L'APION DES ROSES TREMIERES !
La petitesse de la bestiole fait que les photos et vidéos ne sont pas simples à réaliser, et c'est encore plus vrai sur le vif. Vous devez en effet vous plier au bon vouloir d'une bestiole pas toujours décidée à faire ... ce que voudriez qu'elle fasse ! Il faut donc faire preuve de patience, mais aussi de réactivité, tout en travaillant à "main levée" ... voire au "pied levé" ! Autant dire qu'il faut privilégier un APN alliant simplicité, maniabilité, et performances ... à l'image de mon petit Lumix TZ 30 ! Par-delà les inévitables imperfections je vous souhaite de passer un bon moment en compagnie de cet apion, et comme lui ... "de voir la vie en rose" !
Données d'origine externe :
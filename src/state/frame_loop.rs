//! Cooperative per-frame callback scheduling.
//!
//! The host calls [`FrameLoop::take_due`] once per rendered frame. A
//! request fires at most once; the playback sync re-requests itself each
//! time it runs. Every request gets a fresh id, and a request is only
//! honoured while its id is the pending one, so cancelling is simply
//! forgetting the pending id.

/// Identifies one scheduled frame callback.
#[derive(Debug, Clone, Copy, PartialEq, Eq, Hash)]
pub struct FrameRequestId(u64);

/// Schedules at most one pending frame callback per owner.
#[derive(Debug, Default)]
pub struct FrameLoop {
    next_id: u64,
    pending: Option<FrameRequestId>,
    disposed: bool,
}

impl FrameLoop {
    pub fn new() -> Self {
        Self::default()
    }

    /// Schedule a callback for the next frame, replacing any pending one.
    ///
    /// Returns None once the loop has been disposed.
    pub fn request(&mut self) -> Option<FrameRequestId> {
        if self.disposed {
            log::warn!("Frame requested after dispose, ignoring");
            return None;
        }
        self.cancel();
        let id = FrameRequestId(self.next_id);
        self.next_id += 1;
        self.pending = Some(id);
        log::trace!("Frame requested: {:?}", id);
        Some(id)
    }

    /// Drop the pending callback, if any.
    pub fn cancel(&mut self) {
        if let Some(id) = self.pending.take() {
            log::trace!("Frame cancelled: {:?}", id);
        }
    }

    /// Consume the pending request for this frame.
    pub fn take_due(&mut self) -> Option<FrameRequestId> {
        if self.disposed {
            return None;
        }
        self.pending.take()
    }

    /// Check if a callback is waiting for the next frame.
    pub fn is_scheduled(&self) -> bool {
        self.pending.is_some()
    }

    /// Cancel and refuse all future requests.
    pub fn dispose(&mut self) {
        self.cancel();
        self.disposed = true;
        log::debug!("Frame loop disposed");
    }
}

#[cfg(test)]
mod tests {
    use super::*;

    #[test]
    fn test_request_fires_once() {
        let mut frames = FrameLoop::new();
        let id = frames.request().unwrap();
        assert!(frames.is_scheduled());
        assert_eq!(frames.take_due(), Some(id));
        assert_eq!(frames.take_due(), None);
        assert!(!frames.is_scheduled());
    }

    #[test]
    fn test_reschedule_replaces_pending() {
        let mut frames = FrameLoop::new();
        let first = frames.request().unwrap();
        let second = frames.request().unwrap();
        assert_ne!(first, second);
        assert_eq!(frames.take_due(), Some(second));
        assert_eq!(frames.take_due(), None);
    }

    #[test]
    fn test_cancel() {
        let mut frames = FrameLoop::new();
        frames.request();
        frames.cancel();
        assert!(!frames.is_scheduled());
        assert_eq!(frames.take_due(), None);
    }

    #[test]
    fn test_nothing_fires_after_dispose() {
        let mut frames = FrameLoop::new();
        frames.request();
        frames.dispose();
        assert_eq!(frames.take_due(), None);
        assert_eq!(frames.request(), None);
        assert!(!frames.is_scheduled());
    }
}
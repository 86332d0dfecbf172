//! Builds the shapes for one frame from editor state.

use super::input::{BoxField, IdField, InputRouter};
use super::layout::{Layout, MARGIN, Rect, TOOLBAR_HEIGHT, ToolbarButton};
use super::shapes::{Color, ShapeBatch};
use crate::app::TvatApp;
use crate::model::EditMode;

pub const BACKGROUND: Color = [0.09, 0.09, 0.11, 1.0];
const PANEL: Color = [0.16, 0.16, 0.19, 1.0];
const BUTTON: Color = [0.26, 0.27, 0.31, 1.0];
const BUTTON_ACTIVE: Color = [0.22, 0.45, 0.78, 1.0];
const BUTTON_DISABLED: Color = [0.19, 0.19, 0.21, 1.0];
const VIDEO_EMPTY: Color = [0.03, 0.03, 0.04, 1.0];
const VIDEO_LOADED: Color = [0.12, 0.14, 0.16, 1.0];
const DIM: Color = [0.0, 0.0, 0.0, 0.45];
const BOX_DRAWING: Color = [1.0, 0.85, 0.2, 1.0];
const BOX_DONE: Color = [0.3, 0.9, 0.4, 1.0];
const TRACK: Color = [0.22, 0.22, 0.25, 1.0];
const PROGRESS: Color = [0.22, 0.45, 0.78, 1.0];
const THUMB: Color = [0.92, 0.92, 0.95, 1.0];
const THUMB_DRAGGED: Color = [1.0, 1.0, 1.0, 1.0];
const FIELD: Color = [0.08, 0.08, 0.1, 1.0];
const FOCUS: Color = [0.35, 0.6, 0.95, 1.0];
const GLYPH: Color = [0.85, 0.85, 0.88, 1.0];
const SAVE: Color = [0.2, 0.6, 0.3, 1.0];
const CLOSE: Color = [0.45, 0.25, 0.25, 1.0];

/// Marker color shown on each toolbar button.
fn accent(button: ToolbarButton) -> Color {
    match button {
        ToolbarButton::OpenCsv => [0.3, 0.75, 0.45, 1.0],
        ToolbarButton::OpenVideo => [0.85, 0.5, 0.2, 1.0],
        ToolbarButton::PlayPause => [0.9, 0.9, 0.9, 1.0],
        ToolbarButton::RedrawBox => BOX_DRAWING,
        ToolbarButton::EditIdentifier => [0.7, 0.45, 0.9, 1.0],
        ToolbarButton::Download => [0.3, 0.7, 0.9, 1.0],
        ToolbarButton::Help => [0.6, 0.6, 0.6, 1.0],
    }
}

fn is_active(button: ToolbarButton, app: &TvatApp) -> bool {
    match button {
        ToolbarButton::OpenCsv => app.csv_uploaded(),
        ToolbarButton::OpenVideo => app.video_name().is_some(),
        ToolbarButton::PlayPause => app.is_playing(),
        ToolbarButton::RedrawBox => app.edit_mode() == EditMode::RedrawBoundingBox,
        ToolbarButton::EditIdentifier => app.edit_mode() == EditMode::EditIdentifier,
        ToolbarButton::Download | ToolbarButton::Help => false,
    }
}

fn is_enabled(button: ToolbarButton, app: &TvatApp) -> bool {
    match button {
        ToolbarButton::PlayPause => app.video_name().is_some(),
        ToolbarButton::RedrawBox | ToolbarButton::EditIdentifier | ToolbarButton::Download => {
            app.csv_uploaded()
        }
        ToolbarButton::OpenCsv | ToolbarButton::OpenVideo | ToolbarButton::Help => true,
    }
}

/// Where the editor's overlay rectangle lands in window pixels.
pub fn overlay_on_screen(app: &TvatApp, layout: &Layout) -> Option<Rect> {
    let rect = app.overlay_rect()?;
    Some(Rect::new(
        layout.video.x + rect.left,
        layout.video.y + rect.top,
        rect.width,
        rect.height,
    ))
}

/// One block per character, left to right, clipped to the field.
fn text_blocks(batch: &mut ShapeBatch, field: Rect, text: &str) {
    const BLOCK_WIDTH: f32 = 7.0;
    const ADVANCE: f32 = 9.0;
    let inner = field.inset(MARGIN / 2.0);
    for (i, _) in text.chars().enumerate() {
        let x = inner.x + i as f32 * ADVANCE;
        if x + BLOCK_WIDTH > inner.right() {
            break;
        }
        batch.fill(Rect::new(x, inner.y, BLOCK_WIDTH, inner.height), GLYPH);
    }
}

fn text_field(batch: &mut ShapeBatch, field: Rect, text: &str, focused: bool) {
    batch.fill(field, FIELD);
    if focused {
        batch.stroke(field, FOCUS, 2.0);
    }
    text_blocks(batch, field, text);
}

/// Shapes for the whole window, back to front.
pub fn build(app: &TvatApp, router: &InputRouter) -> ShapeBatch {
    let layout = router.layout();
    let mut batch = ShapeBatch::new(layout.width, layout.height);

    // Toolbar
    batch.fill(Rect::new(0.0, 0.0, layout.width, TOOLBAR_HEIGHT), PANEL);
    for (button, rect) in &layout.toolbar {
        let color = if !is_enabled(*button, app) {
            BUTTON_DISABLED
        } else if is_active(*button, app) {
            BUTTON_ACTIVE
        } else {
            BUTTON
        };
        batch.fill(*rect, color);
        batch.fill(rect.inset(rect.width / 3.0), accent(*button));
    }
    if app.edit_mode() == EditMode::RedrawBoundingBox {
        let form = router.box_form();
        let (track, class) = layout.box_fields;
        text_field(&mut batch, track, &form.track, form.focus == BoxField::Track);
        text_field(&mut batch, class, &form.class, form.focus == BoxField::Class);
    }

    // Video
    let video_color = if app.video_name().is_some() {
        VIDEO_LOADED
    } else {
        VIDEO_EMPTY
    };
    batch.fill(layout.video, video_color);
    if app.is_dimmed() {
        batch.fill(layout.video, DIM);
    }
    if let Some(rect) = overlay_on_screen(app, layout) {
        let color = if app.is_drawing() { BOX_DRAWING } else { BOX_DONE };
        batch.stroke(rect, color, 2.0);
    }

    // Scrubber
    let progress = app.position().progress_percent;
    batch.fill(layout.scrubber, TRACK);
    if app.video_name().is_some() {
        batch.fill(layout.scrubber_fill(progress), PROGRESS);
        let thumb = if router.is_scrubbing() { THUMB_DRAGGED } else { THUMB };
        batch.fill(layout.scrubber_thumb(progress), thumb);
    }

    // Identifier dialog
    if let Some(edit) = app.identifier_edit() {
        let dialog = layout.dialog;
        batch.fill(dialog.panel, PANEL);
        batch.stroke(dialog.panel, BUTTON, 1.0);
        text_field(
            &mut batch,
            dialog.current_field,
            &edit.current_id,
            router.id_focus() == IdField::Current,
        );
        text_field(
            &mut batch,
            dialog.new_field,
            &edit.new_id,
            router.id_focus() == IdField::New,
        );
        batch.fill(dialog.close, CLOSE);
        batch.fill(dialog.save, SAVE);
    }

    batch
}

/// Status text for the window title bar.
pub fn window_title(app: &TvatApp, router: &InputRouter) -> String {
    let mut parts = vec![app.config().app_name.clone()];

    let csv = app.csv_file().map(|f| f.name.as_str()).unwrap_or("no CSV");
    if app.is_uploading() {
        parts.push(format!("{} (uploading)", csv));
    } else {
        parts.push(csv.to_string());
    }

    match app.video_name() {
        Some(name) => {
            let pos = app.position();
            parts.push(format!(
                "{} | Frame: {} | {:.2}s ({:.1}%) | {}",
                name,
                pos.current_frame,
                pos.current_time_seconds,
                pos.progress_percent,
                if app.is_playing() { "Playing" } else { "Paused" }
            ));
        }
        None => parts.push("no video".to_string()),
    }

    match app.edit_mode() {
        EditMode::None => {}
        EditMode::RedrawBoundingBox => {
            let form = router.box_form();
            let mut mode = EditMode::RedrawBoundingBox.name().to_string();
            if let Some(rect) = app.overlay_rect() {
                mode.push_str(&format!(" {:.0}x{:.0}", rect.width, rect.height));
            }
            mode.push_str(&format!(" track '{}' class '{}'", form.track, form.class));
            parts.push(mode);
        }
        EditMode::EditIdentifier => {
            if let Some(edit) = app.identifier_edit() {
                parts.push(format!(
                    "{} frame {}: '{}' -> '{}'",
                    EditMode::EditIdentifier.name(),
                    edit.frame_index,
                    edit.current_id,
                    edit.new_id
                ));
            }
        }
    }

    if app.pending_requests() > 0 {
        parts.push(format!("pending: {}", app.pending_requests()));
    }
    parts.push("F1: help".to_string());
    parts.join(" | ")
}

#[cfg(test)]
mod tests {
    use super::*;
    use crate::gui::input::KeyBindings;
    use crate::gui::test_support::editor;
    use crate::message::Message;
    use crate::model::{PointerEvent, PointerKind};

    fn router() -> InputRouter {
        InputRouter::new(KeyBindings::default(), 1024.0, 768.0)
    }

    #[test]
    fn test_overlay_rect_is_drawn_at_video_offset() {
        let dir = tempfile::tempdir().unwrap();
        let mut editor = editor(&dir);
        let mut router = router();
        editor.apply(Some(router.resize(1024.0, 768.0)));
        editor.upload_csv();
        editor.send(Message::EditOptionSelected(EditMode::RedrawBoundingBox));

        let video = router.layout().video;
        let empty = build(&editor.app, &router).vertices().len();

        for (kind, x, y) in [
            (PointerKind::Down, 20.0, 30.0),
            (PointerKind::Move, 70.0, 90.0),
        ] {
            editor.send(Message::Pointer(PointerEvent::new(
                kind,
                video.x + x,
                video.y + y,
            )));
        }

        let on_screen = overlay_on_screen(&editor.app, router.layout()).unwrap();
        assert_eq!(on_screen, Rect::new(video.x + 20.0, video.y + 30.0, 50.0, 60.0));
        // Stroke is four edge rectangles
        assert_eq!(build(&editor.app, &router).vertices().len(), empty + 16);
    }

    #[test]
    fn test_idle_editor_has_no_overlay() {
        let dir = tempfile::tempdir().unwrap();
        let editor = editor(&dir);
        assert!(overlay_on_screen(&editor.app, router().layout()).is_none());
        assert!(!build(&editor.app, &router()).is_empty());
    }

    #[test]
    fn test_dialog_drawn_only_while_editing_identifier() {
        let dir = tempfile::tempdir().unwrap();
        let mut editor = editor(&dir);
        let router = router();
        editor.upload_csv();
        let closed = build(&editor.app, &router).vertices().len();

        editor.send(Message::EditOptionSelected(EditMode::EditIdentifier));
        let open = build(&editor.app, &router).vertices().len();
        assert!(open > closed);

        editor.send(Message::CurrentIdChanged("abc".to_string()));
        let typed = build(&editor.app, &router).vertices().len();
        // One block per character
        assert_eq!(typed, open + 3 * 4);
    }

    #[test]
    fn test_title_reports_playback_and_mode() {
        let dir = tempfile::tempdir().unwrap();
        let mut editor = editor(&dir);
        let router = router();

        let title = window_title(&editor.app, &router);
        assert!(title.starts_with("TVAT"));
        assert!(title.contains("no CSV"));
        assert!(title.contains("no video"));

        editor.upload_csv();
        editor.load_video();
        editor.send(Message::Scrub(50.0));
        editor.send(Message::EditOptionSelected(EditMode::EditIdentifier));
        let title = window_title(&editor.app, &router);
        assert!(title.contains("sample.csv"));
        assert!(title.contains("clip.mp4 | Frame: 1350 | 45.00s (50.0%) | Paused"));
        assert!(title.contains("Edit ID frame 1350"));
    }
}
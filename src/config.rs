//! Configuration file support for TVAT.
//!
//! Settings are stored as JSON. A missing file means defaults; a file
//! written by a newer release is rejected instead of half-read.

use std::path::{Path, PathBuf};

use serde::{Deserialize, Serialize};

use crate::constants::{DEFAULT_BACKEND_URL, DEFAULT_FRAME_RATE, DEFAULT_REQUEST_TIMEOUT_SECS};

/// Log level setting for the application.
#[derive(Debug, Clone, Copy, PartialEq, Eq, Serialize, Deserialize, Default)]
#[serde(rename_all = "lowercase")]
pub enum LogLevel {
    /// Show only errors
    Error,
    /// Show errors and warnings
    Warn,
    /// Show errors, warnings, and info messages
    #[default]
    Info,
    /// Show debug-level logging
    Debug,
    /// Show all log messages including trace
    Trace,
}

impl LogLevel {
    /// Convert to log crate's LevelFilter.
    pub fn to_level_filter(&self) -> log::LevelFilter {
        match self {
            LogLevel::Error => log::LevelFilter::Error,
            LogLevel::Warn => log::LevelFilter::Warn,
            LogLevel::Info => log::LevelFilter::Info,
            LogLevel::Debug => log::LevelFilter::Debug,
            LogLevel::Trace => log::LevelFilter::Trace,
        }
    }
}

/// Current configuration file format version.
/// Increment this when making breaking changes to the config format.
pub const CONFIG_VERSION: u32 = 1;

/// Application configuration.
#[derive(Debug, Clone, PartialEq, Serialize, Deserialize)]
pub struct AppConfig {
    /// Version of the configuration file format
    pub version: u32,

    /// Application name (for identification)
    #[serde(default = "default_app_name")]
    pub app_name: String,

    /// Annotation backend connection
    #[serde(default)]
    pub backend: BackendConfig,

    /// Video playback
    #[serde(default)]
    pub playback: PlaybackConfig,

    /// User preferences
    #[serde(default)]
    pub preferences: UserPreferences,
}

fn default_app_name() -> String {
    "TVAT".to_string()
}

/// Backend section of the config.
#[derive(Debug, Clone, PartialEq, Eq, Serialize, Deserialize)]
pub struct BackendConfig {
    /// Base URL endpoint paths are appended to
    #[serde(default = "default_base_url")]
    pub base_url: String,

    /// Timeout for a single request, in seconds
    #[serde(default = "default_request_timeout_secs")]
    pub request_timeout_secs: u64,
}

fn default_base_url() -> String {
    DEFAULT_BACKEND_URL.to_string()
}

fn default_request_timeout_secs() -> u64 {
    DEFAULT_REQUEST_TIMEOUT_SECS
}

impl Default for BackendConfig {
    fn default() -> Self {
        Self {
            base_url: default_base_url(),
            request_timeout_secs: default_request_timeout_secs(),
        }
    }
}

/// Playback section of the config.
#[derive(Debug, Clone, PartialEq, Serialize, Deserialize)]
pub struct PlaybackConfig {
    /// Frames per second used to map media time to frame indices
    #[serde(default = "default_frame_rate")]
    pub frame_rate: f64,
}

fn default_frame_rate() -> f64 {
    DEFAULT_FRAME_RATE
}

impl Default for PlaybackConfig {
    fn default() -> Self {
        Self {
            frame_rate: default_frame_rate(),
        }
    }
}

/// User preferences section of the config.
#[derive(Debug, Clone, PartialEq, Eq, Serialize, Deserialize, Default)]
pub struct UserPreferences {
    /// Folder the updated CSV is saved into. Empty means the system
    /// download folder, or the working directory if there is none.
    #[serde(default)]
    pub download_folder: String,

    /// Log verbosity level
    #[serde(default)]
    pub log_level: LogLevel,
}

impl UserPreferences {
    /// Resolve the folder downloads are written to.
    pub fn download_dir(&self) -> PathBuf {
        if !self.download_folder.is_empty() {
            return PathBuf::from(&self.download_folder);
        }
        dirs::download_dir().unwrap_or_else(|| PathBuf::from("."))
    }
}

impl AppConfig {
    /// Create a new configuration with default values.
    pub fn new() -> Self {
        Self {
            version: CONFIG_VERSION,
            app_name: default_app_name(),
            backend: BackendConfig::default(),
            playback: PlaybackConfig::default(),
            preferences: UserPreferences::default(),
        }
    }

    /// Serialize the configuration to JSON.
    pub fn to_json(&self) -> Result<String, serde_json::Error> {
        serde_json::to_string_pretty(self)
    }

    /// Deserialize configuration from JSON.
    pub fn from_json(json: &str) -> Result<Self, ConfigError> {
        let config: Self = serde_json::from_str(json)?;

        // Validate version compatibility
        if config.version > CONFIG_VERSION {
            return Err(ConfigError::VersionTooNew {
                file_version: config.version,
                supported_version: CONFIG_VERSION,
            });
        }

        if !(config.playback.frame_rate.is_finite() && config.playback.frame_rate > 0.0) {
            return Err(ConfigError::Invalid(format!(
                "playback.frame_rate must be positive, got {}",
                config.playback.frame_rate
            )));
        }

        Ok(config)
    }

    /// Get the default filename for the config file.
    pub fn default_filename() -> &'static str {
        "tvat-config.json"
    }

    /// Get the default config file path.
    pub fn default_path() -> Option<PathBuf> {
        // Try to use XDG config directory, fall back to home directory
        if let Some(config_dir) = dirs::config_dir() {
            Some(config_dir.join("tvat").join(Self::default_filename()))
        } else {
            dirs::home_dir().map(|home_dir| {
                home_dir
                    .join(".config")
                    .join("tvat")
                    .join(Self::default_filename())
            })
        }
    }

    /// Load configuration from an explicit path. Unlike the default path,
    /// a missing file here is an error.
    pub fn load_from_path(path: &Path) -> Result<Self, ConfigError> {
        let json = std::fs::read_to_string(path)?;
        let config = Self::from_json(&json)?;
        log::info!("Loaded configuration from {:?}", path);
        Ok(config)
    }

    /// Try to load configuration from the default path.
    /// Returns None if the file doesn't exist or can't be read.
    pub fn load_from_default_path() -> Option<Self> {
        let path = Self::default_path()?;
        if !path.exists() {
            log::debug!("No config file found at {:?}", path);
            return None;
        }

        match Self::load_from_path(&path) {
            Ok(config) => Some(config),
            Err(e) => {
                log::warn!("Failed to load config file {:?}: {}", path, e);
                None
            }
        }
    }

    /// Save configuration to a path, creating parent directories.
    pub fn save_to_path(&self, path: &Path) -> Result<(), ConfigError> {
        if let Some(parent) = path.parent() {
            std::fs::create_dir_all(parent)?;
        }

        let json = self.to_json()?;
        std::fs::write(path, json)?;
        log::info!("Saved configuration to {:?}", path);
        Ok(())
    }

    /// Save configuration to the default path.
    pub fn save_to_default_path(&self) -> Result<(), ConfigError> {
        let path = Self::default_path().ok_or_else(|| {
            ConfigError::IoError(std::io::Error::new(
                std::io::ErrorKind::NotFound,
                "Could not determine config directory",
            ))
        })?;
        self.save_to_path(&path)
    }
}

impl Default for AppConfig {
    fn default() -> Self {
        Self::new()
    }
}

/// Errors that can occur when loading configuration.
#[derive(Debug, thiserror::Error)]
pub enum ConfigError {
    /// JSON parsing error
    #[error("Failed to parse configuration: {0}")]
    ParseError(#[from] serde_json::Error),

    /// Configuration version is newer than supported
    #[error(
        "Configuration file version {file_version} is newer than supported version {supported_version}"
    )]
    VersionTooNew {
        file_version: u32,
        supported_version: u32,
    },

    /// A value is outside its allowed range
    #[error("Invalid configuration: {0}")]
    Invalid(String),

    /// I/O error when reading/writing config
    #[error("I/O error: {0}")]
    IoError(#[from] std::io::Error),
}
Présentation ... et p'tite parenthèse !
L'apion longirostre, ci-dessous représenté, est un petit Coléoptère faisant partie des très nombreux "charançons" (près de 1500 espèces en France). Numériquement parlant la palme revient aux très atypiques coléoptères que sont les Staphylins, avec 2500 espèces sur notre sol. Toujours pour info, et toujours "chez nous", on dénombre 10862 espèces de coléoptères (source Taxref 2022). Comme tous les "charançons", cet apion porte un "rostre", d'ailleurs fort long, d'où la dénomination latine de Rhopalapion longirostre. Comme vous le verrez cette longueur a sa raison d'être, au demeurant primordiale puisqu'elle conditionne la pérennité de l'espèce.
Au passage vous noterez qu'au fil des ans et des évolutions de la classification des insectes cet apion est passé de la Famille des Curculionidae, à celle des Apionidae, puis des Brentidae ! Par-delà le terme de classification, ceux de nomenclature et de systématique sont non moins valides, là où celui de taxonomie est quant à lui consacré par l'usage, bien que l'Académie des Sciences préconise ... taxinomie! L'entomologie c'est aussi cela, et aux yeux de certains c'est même l'art de couper les cheveux en 4 ! Cela dit vous verrez que les cheveux en question ont leur utilité ... sans pour autant devoir les couper en 4 !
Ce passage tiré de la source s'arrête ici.